What to produce
Using "Float" as the search string, find the matching lines below and copy them.

Stored items:
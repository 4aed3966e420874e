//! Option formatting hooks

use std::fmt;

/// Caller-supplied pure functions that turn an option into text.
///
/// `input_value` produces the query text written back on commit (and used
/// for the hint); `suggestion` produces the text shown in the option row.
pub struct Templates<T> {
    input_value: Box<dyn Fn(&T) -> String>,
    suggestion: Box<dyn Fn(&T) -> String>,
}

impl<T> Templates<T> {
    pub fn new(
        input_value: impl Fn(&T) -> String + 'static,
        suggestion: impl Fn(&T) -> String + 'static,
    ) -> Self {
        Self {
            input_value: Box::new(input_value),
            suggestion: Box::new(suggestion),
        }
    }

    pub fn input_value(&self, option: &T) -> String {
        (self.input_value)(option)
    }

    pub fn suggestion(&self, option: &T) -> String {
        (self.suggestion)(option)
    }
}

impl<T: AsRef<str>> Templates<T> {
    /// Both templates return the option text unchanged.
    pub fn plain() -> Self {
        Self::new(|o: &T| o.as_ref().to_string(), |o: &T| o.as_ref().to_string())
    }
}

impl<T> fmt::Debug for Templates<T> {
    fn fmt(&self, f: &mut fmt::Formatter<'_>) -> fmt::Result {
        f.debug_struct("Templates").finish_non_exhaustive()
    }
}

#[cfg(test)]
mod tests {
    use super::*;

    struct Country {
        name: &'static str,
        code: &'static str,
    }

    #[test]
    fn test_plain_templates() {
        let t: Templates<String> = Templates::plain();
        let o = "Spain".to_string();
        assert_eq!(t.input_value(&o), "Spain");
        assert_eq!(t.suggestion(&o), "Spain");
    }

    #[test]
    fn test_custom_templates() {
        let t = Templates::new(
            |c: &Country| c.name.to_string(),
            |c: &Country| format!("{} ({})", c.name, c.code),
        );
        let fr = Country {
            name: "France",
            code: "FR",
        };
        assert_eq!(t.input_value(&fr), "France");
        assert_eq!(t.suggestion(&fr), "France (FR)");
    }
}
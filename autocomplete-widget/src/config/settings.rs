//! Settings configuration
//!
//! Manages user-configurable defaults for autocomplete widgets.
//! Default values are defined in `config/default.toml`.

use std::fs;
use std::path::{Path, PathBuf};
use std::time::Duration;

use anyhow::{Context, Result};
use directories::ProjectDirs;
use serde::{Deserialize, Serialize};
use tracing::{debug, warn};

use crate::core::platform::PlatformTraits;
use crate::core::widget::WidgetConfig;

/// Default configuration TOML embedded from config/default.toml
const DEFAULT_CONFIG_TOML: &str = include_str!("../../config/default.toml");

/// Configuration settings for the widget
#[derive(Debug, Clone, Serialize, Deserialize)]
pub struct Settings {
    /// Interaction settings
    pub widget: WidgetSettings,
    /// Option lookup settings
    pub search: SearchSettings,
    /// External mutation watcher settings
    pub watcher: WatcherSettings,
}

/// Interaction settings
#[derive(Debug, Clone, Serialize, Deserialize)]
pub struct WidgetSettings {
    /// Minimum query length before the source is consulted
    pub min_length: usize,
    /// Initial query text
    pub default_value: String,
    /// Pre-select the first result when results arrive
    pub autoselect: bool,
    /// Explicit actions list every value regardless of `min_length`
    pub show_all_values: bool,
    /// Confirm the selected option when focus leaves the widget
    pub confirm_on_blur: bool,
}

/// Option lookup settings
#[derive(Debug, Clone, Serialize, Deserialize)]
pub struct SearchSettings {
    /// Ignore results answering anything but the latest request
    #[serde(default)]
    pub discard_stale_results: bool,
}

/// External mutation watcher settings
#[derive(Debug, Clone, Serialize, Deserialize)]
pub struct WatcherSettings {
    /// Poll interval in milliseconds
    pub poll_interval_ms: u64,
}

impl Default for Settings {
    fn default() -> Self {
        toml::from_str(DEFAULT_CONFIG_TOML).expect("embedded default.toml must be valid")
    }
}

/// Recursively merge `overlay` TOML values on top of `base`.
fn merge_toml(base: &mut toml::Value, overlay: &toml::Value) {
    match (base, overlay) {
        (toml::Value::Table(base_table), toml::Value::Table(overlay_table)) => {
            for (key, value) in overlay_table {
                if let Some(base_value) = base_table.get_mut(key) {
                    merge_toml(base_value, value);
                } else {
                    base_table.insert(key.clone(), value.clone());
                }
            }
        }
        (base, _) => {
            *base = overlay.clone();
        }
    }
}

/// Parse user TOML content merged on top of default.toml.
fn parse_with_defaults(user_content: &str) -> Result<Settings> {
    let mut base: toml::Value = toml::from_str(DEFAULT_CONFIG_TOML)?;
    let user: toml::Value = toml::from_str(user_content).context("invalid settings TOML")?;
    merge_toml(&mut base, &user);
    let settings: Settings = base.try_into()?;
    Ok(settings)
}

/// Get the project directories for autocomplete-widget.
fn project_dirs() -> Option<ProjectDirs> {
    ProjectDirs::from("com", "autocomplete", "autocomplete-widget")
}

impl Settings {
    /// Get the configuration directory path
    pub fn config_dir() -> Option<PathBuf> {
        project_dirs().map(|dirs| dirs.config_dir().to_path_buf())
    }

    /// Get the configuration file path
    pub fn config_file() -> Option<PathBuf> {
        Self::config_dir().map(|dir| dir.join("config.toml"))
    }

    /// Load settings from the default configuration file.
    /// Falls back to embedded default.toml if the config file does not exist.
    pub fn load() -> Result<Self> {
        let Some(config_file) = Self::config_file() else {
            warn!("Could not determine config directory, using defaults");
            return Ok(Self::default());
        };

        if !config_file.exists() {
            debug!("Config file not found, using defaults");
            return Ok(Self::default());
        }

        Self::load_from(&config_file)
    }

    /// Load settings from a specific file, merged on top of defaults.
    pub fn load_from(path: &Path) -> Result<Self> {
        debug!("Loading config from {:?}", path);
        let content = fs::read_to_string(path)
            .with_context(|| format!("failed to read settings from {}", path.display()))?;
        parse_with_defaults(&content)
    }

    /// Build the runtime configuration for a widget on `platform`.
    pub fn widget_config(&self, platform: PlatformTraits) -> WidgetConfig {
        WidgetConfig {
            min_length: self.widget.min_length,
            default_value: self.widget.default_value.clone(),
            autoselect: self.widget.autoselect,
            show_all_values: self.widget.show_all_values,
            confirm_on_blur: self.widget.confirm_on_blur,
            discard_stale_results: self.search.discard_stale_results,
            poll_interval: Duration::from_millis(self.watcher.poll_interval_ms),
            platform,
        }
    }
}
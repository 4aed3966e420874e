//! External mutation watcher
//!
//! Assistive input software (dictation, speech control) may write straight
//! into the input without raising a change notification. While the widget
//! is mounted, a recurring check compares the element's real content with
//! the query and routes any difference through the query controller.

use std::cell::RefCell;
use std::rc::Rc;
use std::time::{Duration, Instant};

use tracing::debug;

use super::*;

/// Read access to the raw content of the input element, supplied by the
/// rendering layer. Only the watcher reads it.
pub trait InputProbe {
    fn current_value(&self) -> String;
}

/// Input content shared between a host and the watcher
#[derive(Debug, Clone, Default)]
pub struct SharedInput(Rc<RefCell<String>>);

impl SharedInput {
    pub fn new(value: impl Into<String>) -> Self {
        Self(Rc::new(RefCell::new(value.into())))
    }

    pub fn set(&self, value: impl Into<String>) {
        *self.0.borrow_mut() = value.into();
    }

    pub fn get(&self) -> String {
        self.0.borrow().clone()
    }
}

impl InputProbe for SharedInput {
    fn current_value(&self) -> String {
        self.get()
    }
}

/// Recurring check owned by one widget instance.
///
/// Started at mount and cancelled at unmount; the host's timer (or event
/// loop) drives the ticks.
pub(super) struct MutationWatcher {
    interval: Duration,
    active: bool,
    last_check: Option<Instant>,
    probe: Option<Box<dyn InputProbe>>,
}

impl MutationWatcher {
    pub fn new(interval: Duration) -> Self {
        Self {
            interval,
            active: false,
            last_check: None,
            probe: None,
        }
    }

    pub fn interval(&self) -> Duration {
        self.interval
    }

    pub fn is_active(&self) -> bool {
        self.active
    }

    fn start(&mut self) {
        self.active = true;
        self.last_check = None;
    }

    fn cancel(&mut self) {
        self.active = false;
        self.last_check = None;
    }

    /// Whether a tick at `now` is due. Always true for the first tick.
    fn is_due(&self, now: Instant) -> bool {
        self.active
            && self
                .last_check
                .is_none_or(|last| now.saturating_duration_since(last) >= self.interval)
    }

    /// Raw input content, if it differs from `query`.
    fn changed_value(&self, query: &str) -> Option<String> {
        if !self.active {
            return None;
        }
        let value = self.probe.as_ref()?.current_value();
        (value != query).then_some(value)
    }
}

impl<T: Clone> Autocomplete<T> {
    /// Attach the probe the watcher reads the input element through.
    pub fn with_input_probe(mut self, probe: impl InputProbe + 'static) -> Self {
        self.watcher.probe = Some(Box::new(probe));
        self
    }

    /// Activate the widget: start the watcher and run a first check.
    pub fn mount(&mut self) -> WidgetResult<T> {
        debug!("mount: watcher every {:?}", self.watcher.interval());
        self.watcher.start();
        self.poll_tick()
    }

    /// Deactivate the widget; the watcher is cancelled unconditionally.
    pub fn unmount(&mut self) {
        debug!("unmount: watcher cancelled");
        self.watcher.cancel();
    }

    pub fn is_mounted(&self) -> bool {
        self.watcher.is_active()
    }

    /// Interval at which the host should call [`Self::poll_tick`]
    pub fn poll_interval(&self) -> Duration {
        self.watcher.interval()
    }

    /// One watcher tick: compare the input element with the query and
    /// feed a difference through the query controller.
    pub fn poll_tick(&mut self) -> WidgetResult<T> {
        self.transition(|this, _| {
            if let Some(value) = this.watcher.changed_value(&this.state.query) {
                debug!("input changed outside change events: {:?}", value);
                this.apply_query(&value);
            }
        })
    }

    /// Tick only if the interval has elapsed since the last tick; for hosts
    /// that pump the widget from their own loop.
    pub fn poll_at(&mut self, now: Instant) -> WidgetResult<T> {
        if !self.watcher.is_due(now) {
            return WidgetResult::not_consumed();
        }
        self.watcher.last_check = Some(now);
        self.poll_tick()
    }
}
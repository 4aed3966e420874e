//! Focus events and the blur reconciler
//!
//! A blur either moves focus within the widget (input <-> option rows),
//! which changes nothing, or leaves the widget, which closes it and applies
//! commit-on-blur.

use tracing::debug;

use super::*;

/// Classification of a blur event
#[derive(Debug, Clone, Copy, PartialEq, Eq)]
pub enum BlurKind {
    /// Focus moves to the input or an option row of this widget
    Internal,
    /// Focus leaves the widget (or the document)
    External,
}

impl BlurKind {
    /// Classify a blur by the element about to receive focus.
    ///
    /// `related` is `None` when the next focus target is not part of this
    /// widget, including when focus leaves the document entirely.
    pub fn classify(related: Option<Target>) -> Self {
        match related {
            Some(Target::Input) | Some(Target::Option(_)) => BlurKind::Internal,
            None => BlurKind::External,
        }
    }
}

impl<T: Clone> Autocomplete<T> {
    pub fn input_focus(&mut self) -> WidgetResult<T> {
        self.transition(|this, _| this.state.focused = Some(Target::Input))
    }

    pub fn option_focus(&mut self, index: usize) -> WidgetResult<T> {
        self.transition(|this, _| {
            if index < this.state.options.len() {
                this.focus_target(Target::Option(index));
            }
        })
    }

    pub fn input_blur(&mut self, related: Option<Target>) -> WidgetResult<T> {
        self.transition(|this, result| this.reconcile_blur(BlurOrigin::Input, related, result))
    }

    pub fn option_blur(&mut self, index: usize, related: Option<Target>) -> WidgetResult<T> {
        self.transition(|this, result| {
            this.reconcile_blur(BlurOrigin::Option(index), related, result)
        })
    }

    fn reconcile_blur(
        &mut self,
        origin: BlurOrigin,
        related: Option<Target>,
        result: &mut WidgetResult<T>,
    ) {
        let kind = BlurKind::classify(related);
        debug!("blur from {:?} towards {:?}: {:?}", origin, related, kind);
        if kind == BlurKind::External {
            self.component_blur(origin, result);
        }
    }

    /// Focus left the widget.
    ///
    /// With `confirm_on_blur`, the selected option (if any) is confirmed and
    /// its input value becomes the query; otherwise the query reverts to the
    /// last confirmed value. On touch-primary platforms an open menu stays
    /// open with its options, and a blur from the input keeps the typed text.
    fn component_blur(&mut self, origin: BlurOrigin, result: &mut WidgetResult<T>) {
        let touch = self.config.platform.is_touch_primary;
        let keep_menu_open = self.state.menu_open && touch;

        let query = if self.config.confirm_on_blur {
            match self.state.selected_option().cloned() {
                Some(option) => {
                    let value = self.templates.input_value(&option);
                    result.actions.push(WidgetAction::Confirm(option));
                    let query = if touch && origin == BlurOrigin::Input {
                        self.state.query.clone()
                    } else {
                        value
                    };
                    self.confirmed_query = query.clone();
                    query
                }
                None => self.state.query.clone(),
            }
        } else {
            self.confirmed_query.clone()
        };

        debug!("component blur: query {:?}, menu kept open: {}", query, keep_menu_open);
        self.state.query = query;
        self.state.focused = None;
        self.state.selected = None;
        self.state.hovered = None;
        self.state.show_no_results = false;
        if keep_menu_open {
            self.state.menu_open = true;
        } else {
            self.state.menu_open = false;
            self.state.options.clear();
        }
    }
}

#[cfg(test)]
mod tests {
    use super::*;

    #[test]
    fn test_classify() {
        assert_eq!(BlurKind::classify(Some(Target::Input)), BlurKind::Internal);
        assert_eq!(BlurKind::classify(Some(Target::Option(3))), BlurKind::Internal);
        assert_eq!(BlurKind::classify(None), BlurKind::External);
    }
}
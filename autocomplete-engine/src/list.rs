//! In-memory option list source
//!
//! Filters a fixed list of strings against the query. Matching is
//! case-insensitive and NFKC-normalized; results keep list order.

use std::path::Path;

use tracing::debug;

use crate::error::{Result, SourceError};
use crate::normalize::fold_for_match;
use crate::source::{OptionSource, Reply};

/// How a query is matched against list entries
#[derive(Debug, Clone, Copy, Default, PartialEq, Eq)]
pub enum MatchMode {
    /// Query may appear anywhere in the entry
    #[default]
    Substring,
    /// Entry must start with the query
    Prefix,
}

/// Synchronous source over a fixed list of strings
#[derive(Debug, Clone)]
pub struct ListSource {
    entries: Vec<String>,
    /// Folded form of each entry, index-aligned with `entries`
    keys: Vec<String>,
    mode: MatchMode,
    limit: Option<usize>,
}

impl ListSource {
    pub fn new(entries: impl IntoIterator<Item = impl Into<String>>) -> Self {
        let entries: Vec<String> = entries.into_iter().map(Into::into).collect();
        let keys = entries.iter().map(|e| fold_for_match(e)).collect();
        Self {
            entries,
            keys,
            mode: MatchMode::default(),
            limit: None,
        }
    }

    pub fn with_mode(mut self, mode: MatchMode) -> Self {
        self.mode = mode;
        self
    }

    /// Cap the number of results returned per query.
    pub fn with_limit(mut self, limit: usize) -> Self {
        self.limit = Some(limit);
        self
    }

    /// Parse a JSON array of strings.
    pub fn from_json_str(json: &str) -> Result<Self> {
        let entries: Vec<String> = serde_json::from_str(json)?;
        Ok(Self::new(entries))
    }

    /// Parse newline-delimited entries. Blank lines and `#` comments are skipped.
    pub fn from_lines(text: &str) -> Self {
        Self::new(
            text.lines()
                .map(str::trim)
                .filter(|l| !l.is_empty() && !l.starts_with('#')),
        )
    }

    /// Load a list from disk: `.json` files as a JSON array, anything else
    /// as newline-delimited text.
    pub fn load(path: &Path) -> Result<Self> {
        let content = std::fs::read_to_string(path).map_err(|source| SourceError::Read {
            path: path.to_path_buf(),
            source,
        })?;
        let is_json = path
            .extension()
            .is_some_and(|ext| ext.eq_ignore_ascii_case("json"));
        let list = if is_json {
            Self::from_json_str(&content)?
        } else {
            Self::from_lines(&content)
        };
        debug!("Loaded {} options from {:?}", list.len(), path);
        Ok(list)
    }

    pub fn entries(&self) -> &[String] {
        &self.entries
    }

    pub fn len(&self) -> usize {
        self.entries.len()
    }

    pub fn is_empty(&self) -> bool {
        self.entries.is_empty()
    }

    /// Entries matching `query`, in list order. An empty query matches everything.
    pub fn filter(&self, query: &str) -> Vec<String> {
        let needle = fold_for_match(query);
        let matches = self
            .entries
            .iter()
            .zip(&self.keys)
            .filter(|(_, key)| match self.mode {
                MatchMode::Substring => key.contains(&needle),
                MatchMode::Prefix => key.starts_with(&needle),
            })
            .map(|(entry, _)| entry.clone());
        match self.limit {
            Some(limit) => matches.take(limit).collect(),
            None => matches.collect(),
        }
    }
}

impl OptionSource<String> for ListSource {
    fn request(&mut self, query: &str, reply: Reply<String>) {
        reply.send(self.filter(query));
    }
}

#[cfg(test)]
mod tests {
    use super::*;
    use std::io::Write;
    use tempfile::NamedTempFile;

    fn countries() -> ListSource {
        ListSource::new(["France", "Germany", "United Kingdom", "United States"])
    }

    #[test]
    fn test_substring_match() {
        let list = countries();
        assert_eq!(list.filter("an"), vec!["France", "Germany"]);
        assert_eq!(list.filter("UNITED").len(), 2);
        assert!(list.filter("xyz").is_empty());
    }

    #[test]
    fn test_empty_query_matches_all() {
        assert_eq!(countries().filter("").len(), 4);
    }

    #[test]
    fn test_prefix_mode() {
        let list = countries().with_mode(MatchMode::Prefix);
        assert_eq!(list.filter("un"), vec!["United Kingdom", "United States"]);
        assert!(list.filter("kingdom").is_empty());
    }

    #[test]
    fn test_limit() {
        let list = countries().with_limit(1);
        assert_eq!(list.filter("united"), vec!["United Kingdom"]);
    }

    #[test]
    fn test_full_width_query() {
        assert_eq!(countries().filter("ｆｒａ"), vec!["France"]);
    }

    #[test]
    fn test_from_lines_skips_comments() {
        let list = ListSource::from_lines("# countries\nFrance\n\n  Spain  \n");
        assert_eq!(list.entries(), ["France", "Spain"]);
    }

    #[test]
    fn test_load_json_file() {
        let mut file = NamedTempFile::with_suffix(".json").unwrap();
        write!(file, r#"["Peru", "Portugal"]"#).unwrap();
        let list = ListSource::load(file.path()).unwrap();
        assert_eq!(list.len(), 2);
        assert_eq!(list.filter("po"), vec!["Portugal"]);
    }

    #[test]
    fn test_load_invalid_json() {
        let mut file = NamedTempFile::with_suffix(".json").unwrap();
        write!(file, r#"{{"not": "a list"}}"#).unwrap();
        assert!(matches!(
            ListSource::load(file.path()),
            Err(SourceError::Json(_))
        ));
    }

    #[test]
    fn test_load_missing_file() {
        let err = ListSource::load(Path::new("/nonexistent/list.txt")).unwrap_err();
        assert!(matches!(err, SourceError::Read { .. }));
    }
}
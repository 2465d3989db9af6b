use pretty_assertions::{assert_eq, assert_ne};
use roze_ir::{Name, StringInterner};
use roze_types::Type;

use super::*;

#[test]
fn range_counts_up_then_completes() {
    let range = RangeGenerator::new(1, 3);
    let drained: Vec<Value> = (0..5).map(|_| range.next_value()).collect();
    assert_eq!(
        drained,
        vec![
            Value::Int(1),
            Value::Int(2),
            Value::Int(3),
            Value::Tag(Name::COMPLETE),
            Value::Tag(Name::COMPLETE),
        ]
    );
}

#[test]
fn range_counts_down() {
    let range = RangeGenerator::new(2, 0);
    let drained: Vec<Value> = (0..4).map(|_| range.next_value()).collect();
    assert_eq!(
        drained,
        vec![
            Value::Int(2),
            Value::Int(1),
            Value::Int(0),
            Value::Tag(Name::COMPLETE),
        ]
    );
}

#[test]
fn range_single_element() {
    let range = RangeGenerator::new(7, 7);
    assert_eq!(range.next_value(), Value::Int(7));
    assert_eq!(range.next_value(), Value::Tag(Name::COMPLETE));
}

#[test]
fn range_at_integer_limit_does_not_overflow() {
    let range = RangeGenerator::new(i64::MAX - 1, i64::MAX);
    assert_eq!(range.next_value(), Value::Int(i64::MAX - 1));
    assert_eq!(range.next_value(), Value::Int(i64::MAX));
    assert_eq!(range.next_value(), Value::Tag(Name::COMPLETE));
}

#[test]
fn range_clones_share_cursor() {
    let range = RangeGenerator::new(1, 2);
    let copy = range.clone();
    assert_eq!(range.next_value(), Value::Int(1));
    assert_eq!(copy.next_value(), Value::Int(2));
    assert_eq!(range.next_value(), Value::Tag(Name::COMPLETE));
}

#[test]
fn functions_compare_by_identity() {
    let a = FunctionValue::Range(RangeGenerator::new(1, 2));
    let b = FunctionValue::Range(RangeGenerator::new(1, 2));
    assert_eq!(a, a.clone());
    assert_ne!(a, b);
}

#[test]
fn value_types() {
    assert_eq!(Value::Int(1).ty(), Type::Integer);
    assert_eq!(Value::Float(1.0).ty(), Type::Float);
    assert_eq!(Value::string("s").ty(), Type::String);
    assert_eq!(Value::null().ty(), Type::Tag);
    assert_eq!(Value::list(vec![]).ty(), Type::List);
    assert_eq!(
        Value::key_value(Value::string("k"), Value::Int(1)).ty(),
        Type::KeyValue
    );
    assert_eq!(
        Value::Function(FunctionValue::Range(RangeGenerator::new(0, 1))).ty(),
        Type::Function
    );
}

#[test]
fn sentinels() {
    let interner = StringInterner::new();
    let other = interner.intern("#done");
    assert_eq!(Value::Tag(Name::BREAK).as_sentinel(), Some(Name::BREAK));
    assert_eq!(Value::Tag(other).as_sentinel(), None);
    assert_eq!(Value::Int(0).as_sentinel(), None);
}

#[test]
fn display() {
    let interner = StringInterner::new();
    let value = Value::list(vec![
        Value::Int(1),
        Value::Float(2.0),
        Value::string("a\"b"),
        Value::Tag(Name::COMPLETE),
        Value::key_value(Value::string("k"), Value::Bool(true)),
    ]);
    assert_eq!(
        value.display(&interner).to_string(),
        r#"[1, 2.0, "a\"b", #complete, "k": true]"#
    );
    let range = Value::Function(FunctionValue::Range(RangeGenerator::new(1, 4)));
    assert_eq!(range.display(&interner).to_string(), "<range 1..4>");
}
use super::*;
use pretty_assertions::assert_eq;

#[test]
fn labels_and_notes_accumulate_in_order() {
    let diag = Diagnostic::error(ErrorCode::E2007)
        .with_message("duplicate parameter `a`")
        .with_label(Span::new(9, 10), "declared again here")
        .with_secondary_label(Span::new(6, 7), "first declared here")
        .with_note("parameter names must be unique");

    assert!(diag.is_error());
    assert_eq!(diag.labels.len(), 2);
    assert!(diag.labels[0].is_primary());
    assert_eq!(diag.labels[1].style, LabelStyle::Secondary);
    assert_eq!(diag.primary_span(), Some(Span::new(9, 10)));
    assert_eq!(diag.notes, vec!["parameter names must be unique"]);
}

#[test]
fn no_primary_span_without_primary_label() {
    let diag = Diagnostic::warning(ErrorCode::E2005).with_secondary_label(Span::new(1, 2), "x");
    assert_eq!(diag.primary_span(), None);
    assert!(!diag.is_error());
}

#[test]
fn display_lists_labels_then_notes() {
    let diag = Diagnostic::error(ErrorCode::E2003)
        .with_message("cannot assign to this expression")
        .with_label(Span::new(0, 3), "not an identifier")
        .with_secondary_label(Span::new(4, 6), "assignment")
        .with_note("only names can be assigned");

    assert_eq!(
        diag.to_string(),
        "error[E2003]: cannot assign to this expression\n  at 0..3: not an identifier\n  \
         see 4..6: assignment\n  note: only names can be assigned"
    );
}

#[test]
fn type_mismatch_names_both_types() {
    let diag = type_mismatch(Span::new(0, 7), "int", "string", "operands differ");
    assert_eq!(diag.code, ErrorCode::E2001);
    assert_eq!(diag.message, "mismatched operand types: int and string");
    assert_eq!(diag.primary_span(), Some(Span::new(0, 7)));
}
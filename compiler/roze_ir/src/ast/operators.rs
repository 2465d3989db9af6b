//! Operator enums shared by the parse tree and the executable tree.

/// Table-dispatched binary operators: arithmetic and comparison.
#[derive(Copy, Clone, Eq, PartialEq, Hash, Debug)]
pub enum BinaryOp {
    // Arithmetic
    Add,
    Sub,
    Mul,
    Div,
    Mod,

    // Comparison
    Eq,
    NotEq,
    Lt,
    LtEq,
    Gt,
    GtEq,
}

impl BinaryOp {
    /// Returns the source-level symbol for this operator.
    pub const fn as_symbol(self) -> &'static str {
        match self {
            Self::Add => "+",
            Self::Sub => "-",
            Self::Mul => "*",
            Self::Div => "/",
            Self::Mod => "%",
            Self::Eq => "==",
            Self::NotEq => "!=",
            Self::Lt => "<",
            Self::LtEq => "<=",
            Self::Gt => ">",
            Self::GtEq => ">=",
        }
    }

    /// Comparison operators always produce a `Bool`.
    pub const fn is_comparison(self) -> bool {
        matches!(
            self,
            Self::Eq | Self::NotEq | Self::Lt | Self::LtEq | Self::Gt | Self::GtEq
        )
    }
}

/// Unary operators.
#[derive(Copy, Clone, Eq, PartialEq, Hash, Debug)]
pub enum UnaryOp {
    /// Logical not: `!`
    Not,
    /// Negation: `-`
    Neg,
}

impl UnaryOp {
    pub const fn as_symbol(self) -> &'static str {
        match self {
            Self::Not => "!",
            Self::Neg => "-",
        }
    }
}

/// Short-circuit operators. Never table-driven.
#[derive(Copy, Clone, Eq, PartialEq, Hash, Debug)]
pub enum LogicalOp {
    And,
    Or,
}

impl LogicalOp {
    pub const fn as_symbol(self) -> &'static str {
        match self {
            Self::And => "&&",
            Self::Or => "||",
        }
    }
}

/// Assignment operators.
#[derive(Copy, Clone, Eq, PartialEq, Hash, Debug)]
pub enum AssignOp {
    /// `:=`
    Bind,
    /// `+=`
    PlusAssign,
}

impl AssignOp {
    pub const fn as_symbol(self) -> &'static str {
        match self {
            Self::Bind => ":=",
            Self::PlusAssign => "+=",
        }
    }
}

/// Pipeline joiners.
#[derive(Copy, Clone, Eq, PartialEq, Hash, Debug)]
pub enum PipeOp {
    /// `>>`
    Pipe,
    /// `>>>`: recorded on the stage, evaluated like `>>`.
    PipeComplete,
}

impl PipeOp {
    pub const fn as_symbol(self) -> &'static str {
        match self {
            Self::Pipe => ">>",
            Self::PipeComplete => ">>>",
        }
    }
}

Response to this task
    assert_eq!(Value::Float(1.0).ty(), Type::Float);
        Value::Float(2.0),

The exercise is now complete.